We next set out to determine the stage at which administration of IL-12 is most effective. Was it simply a preventive measure in still healthy animals or could it also be of benefit once overt preneoplastic lesions are diagnosed? Groups of BALB-neuT and FVB-neuN mice received IL-12 at progressive times during carcinogenesis (42) . In both lines, IL-12 was particularly effective in inhibiting the progression from hyperplasia to in situ and invasive carcinoma, i.e., at the time of the angiogenic switch. Its antiangiogenic effect is markedly evident on the fragile capillaries sprouted during this switch. Late administration was poorly effective in both mouse lines, presumably because the mature and differentiated blood vessels of more advanced lesions are less sensitive to IL-12-induced inhibition. However, the antitumor action of IL-12 is not confined to its indirect influence on endothelial cells. Directly or through secondary cytokines, it triggers lytic activity and mediator release from a variety of tumor-infiltrating leukocytes and thus counters the continuous generation of transformed cells. Its efficacy, in fact, probably rests on the sum of its activities, and not simply on the blocking of tumor angiogenesis, important as this may well be (27) . These experiments also show that lifelong administration is not required for genetically determined cancers with a long natural history. Precise definition of the carcinogenic events may allow preventive treatments to be performed only during a critical stage of the long carcinogenic progression.

The HER-2/neu oncogene is expressed in a substantial proportion of human mammary carcinomas. The close resemblance of the progression of mammary carcinogenesis in HER-2/neu transgenic mice to that in women suggests that the administration of nontoxic recombinant IL-12 regimens may be a significant prophylactic strategy. The direct proportionality between the length of carcinogenesis progression and the efficacy of IL-12 observed in these models suggests that stimulation of nonspecific immunity could be envisaged as an effective, preventive way of slowing human carcinomas (30) .

The principles illustrated by these models are clear. The extent to which they reflect the situation in humans must obviously be established in clinical trials, especially because the immunological weight of IL-12 may not be the same in mouse and human tumors. In the meantime, further evidence that cytokine-elicited immunity can prevent tumor progression is provided by a randomized multicenter Phase III trial with low, nontoxic doses of IL-2 injected locally. Patients with resectable T_2–4N_0–3M squamous cell carcinomas of the head and neck receiving supplemental IL-2 before and after surgery displayed a significantly extended disease-free interval as compared with those treated only with conventional therapy. 4

Specific Antitumor Vaccination of Persons at High Risk of Cancer

Specific vaccination of persons at risk and healthy individuals constitutes a very different scenario. Characterization of specific gene alterations or detection of preneoplastic lesions may indicate which organ and tissue are at risk. In a few cases, more precise information may show which oncogene product will probably be overexpressed or expressed in an altered form and allow vaccination against a single, specific TAA. Molecular characterization of altered gene products predictably destined to become TAAs will be the first step toward the engineering of selective vaccines (43) . Otherwise, the patient should be vaccinated against the TAA most commonly expressed by the tumors foreseeable in a given organ.

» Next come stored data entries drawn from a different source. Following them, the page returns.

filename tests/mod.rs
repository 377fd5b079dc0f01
mod support;
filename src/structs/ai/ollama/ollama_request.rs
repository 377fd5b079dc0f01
use serde::{Deserialize, Serialize};
use crate::structs::ai::ollama::ollama_options::OllamaOptions;
use crate::structs::message::Message;

#[derive(Debug, Clone, Serialize, Deserialize)]
pub struct OllamaChatRequest {
    pub model: String,

    pub messages: Vec<Message>,

    pub stream: bool,

    #[serde(skip_serializing_if = "Option::is_none")]
    pub options: Option<OllamaOptions>,

    #[serde(skip_serializing_if = "Option::is_none")]
    pub keep_alive: Option<String>,
}
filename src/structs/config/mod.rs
pub mod chat_config;
pub mod config;
pub mod ollama_config;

Many new antitumor vaccines that induce an effective resistance to subsequent tumor challenge and inhibit minimal residual disease are already available (12 , 29) . The question of whether specific immunization can be successful once a cell population has been subjected to the initial carcinogenic hit has rarely been examined experimentally. However, it can be plausibly suggested that cytokines and more conventional adjuvants could induce an effective immune response against ignored or fully tolerated antigens. The specific immunity elicited in mice transgenic for rat Her-2/neu is a sign that specific vaccination induces strong immune responses against such antigens and may thus inhibit oncogenesis and extend survival (44, 45, 46) .

General Antitumor Vaccination

One can also envisage the even wider application of antitumor vaccines to prevent tumors in the general population, as is done for infectious diseases. This point considers the possibility of preventing the onset of cancers related to an infectious agent by vaccination against the agent itself. This approach is applicable to a sizeable proportion of diverse human tumors including cervical carcinoma (human papillomaviruses), hepatocellular carcinoma (hepatitis B and C viruses), and Burkitt’s lymphoma (EBV). A significant impact of hepatitis B vaccination on the incidence of hepatocellular carcinoma has already been reported (47) , and promising results being obtained in preclinical models of papillomavirus oncogenesis (48) suggest that human vaccination will eventually be able to prevent cervical carcinoma (49) .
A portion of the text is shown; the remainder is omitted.